- _What is required_: Each line below that includes the word "collect" is to be reported.

- _Provided information_:

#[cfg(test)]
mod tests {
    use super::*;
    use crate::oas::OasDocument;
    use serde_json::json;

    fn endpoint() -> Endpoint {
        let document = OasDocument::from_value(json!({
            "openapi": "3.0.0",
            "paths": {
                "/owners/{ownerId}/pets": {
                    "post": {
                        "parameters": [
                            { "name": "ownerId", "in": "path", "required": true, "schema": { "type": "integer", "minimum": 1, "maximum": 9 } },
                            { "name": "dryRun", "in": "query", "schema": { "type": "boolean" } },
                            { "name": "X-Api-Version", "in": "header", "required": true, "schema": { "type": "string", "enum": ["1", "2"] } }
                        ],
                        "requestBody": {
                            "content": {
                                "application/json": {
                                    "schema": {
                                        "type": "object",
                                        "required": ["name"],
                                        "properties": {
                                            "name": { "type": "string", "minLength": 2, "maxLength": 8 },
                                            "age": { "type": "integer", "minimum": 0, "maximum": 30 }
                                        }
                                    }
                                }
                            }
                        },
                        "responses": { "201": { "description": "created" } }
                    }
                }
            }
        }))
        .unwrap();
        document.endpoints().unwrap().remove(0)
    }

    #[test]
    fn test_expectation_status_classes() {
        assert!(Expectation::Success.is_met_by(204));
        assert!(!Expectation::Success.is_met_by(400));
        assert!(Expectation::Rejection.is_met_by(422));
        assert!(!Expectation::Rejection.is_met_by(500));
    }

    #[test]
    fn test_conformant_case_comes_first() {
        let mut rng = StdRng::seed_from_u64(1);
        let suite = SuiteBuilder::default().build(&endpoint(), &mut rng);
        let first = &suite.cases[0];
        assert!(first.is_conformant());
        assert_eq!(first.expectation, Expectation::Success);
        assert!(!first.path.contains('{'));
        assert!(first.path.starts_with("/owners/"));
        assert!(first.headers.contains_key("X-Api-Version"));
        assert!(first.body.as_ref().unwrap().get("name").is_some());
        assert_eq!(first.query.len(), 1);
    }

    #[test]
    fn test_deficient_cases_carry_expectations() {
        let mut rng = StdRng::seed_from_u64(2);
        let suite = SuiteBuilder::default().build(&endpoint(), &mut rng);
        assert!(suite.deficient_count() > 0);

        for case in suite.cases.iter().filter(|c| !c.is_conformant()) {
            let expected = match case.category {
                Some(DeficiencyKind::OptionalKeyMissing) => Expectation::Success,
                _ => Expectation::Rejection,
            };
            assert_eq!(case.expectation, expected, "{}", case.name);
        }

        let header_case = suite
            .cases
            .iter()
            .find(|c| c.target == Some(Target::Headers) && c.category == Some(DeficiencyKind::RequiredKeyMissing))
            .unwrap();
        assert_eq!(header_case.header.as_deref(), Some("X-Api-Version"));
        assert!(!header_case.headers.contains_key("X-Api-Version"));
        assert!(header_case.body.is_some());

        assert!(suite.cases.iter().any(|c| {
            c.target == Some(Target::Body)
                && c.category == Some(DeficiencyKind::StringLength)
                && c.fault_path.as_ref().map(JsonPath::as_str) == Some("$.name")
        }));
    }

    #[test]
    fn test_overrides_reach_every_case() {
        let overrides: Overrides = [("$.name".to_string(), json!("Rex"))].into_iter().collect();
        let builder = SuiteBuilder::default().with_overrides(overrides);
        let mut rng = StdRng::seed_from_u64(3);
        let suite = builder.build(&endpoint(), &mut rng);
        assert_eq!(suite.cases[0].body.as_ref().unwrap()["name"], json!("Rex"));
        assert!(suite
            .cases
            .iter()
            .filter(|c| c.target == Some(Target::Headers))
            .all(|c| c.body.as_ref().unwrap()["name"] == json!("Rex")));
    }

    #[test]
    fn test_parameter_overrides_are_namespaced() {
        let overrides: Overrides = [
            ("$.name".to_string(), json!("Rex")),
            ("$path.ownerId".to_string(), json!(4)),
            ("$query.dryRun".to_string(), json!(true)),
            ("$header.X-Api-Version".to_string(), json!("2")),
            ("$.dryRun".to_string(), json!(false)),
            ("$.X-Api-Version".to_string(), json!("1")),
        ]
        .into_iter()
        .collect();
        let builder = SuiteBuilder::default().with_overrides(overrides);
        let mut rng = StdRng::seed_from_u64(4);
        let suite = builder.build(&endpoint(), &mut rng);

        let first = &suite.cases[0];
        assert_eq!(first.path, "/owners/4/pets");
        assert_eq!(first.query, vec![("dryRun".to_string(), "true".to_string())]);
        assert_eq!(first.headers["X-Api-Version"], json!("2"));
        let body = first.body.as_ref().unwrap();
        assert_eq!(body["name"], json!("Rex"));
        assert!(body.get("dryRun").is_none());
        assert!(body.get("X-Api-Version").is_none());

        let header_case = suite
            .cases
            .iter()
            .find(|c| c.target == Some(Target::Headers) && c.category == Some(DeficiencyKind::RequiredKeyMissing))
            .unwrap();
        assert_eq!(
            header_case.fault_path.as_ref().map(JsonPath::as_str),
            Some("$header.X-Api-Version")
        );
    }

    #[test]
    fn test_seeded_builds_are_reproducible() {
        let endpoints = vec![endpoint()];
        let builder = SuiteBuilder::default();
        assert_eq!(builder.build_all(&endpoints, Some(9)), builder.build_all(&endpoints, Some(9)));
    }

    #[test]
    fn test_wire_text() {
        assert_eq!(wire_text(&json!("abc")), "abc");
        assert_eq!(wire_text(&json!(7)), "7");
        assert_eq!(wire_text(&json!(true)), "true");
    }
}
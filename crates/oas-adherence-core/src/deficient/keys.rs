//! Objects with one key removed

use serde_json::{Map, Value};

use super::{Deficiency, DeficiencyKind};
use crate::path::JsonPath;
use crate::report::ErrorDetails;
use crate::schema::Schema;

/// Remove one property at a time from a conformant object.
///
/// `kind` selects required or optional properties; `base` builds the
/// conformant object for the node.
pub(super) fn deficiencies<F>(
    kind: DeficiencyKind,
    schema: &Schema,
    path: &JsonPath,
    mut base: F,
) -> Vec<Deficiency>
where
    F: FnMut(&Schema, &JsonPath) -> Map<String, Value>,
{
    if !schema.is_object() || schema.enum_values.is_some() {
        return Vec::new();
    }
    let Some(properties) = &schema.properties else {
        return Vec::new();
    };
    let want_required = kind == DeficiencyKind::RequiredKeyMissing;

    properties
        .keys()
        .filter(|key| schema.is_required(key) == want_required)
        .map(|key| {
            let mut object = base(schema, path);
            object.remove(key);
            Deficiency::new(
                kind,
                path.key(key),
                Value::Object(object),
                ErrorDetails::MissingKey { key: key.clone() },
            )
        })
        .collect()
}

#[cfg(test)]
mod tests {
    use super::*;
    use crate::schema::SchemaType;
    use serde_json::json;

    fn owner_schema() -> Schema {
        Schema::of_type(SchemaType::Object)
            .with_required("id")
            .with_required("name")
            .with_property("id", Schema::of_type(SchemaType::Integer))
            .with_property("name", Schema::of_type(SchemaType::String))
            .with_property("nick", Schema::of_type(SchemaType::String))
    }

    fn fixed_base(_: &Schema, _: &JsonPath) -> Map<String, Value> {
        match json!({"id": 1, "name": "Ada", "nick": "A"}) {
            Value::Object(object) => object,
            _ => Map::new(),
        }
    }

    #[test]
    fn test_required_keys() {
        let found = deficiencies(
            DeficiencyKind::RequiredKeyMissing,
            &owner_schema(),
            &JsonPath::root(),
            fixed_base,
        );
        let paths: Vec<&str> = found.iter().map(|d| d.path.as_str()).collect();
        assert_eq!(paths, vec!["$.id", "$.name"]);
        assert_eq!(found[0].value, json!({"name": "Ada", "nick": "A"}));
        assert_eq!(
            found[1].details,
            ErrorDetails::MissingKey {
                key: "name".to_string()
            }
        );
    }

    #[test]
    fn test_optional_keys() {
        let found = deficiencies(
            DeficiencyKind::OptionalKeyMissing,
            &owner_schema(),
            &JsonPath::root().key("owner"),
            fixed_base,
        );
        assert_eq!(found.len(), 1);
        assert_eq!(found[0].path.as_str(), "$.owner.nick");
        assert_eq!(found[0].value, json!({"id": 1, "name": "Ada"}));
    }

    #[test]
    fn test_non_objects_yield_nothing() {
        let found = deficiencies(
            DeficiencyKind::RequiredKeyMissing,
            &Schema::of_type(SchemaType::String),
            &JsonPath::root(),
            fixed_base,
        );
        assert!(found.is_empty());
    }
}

- _Output for this task_:
        let overrides: Overrides = [("$.name".to_string(), json!("Rex"))].into_iter().collect();
        .collect();
        .collect()
        let paths: Vec<&str> = found.iter().map(|d| d.path.as_str()).collect();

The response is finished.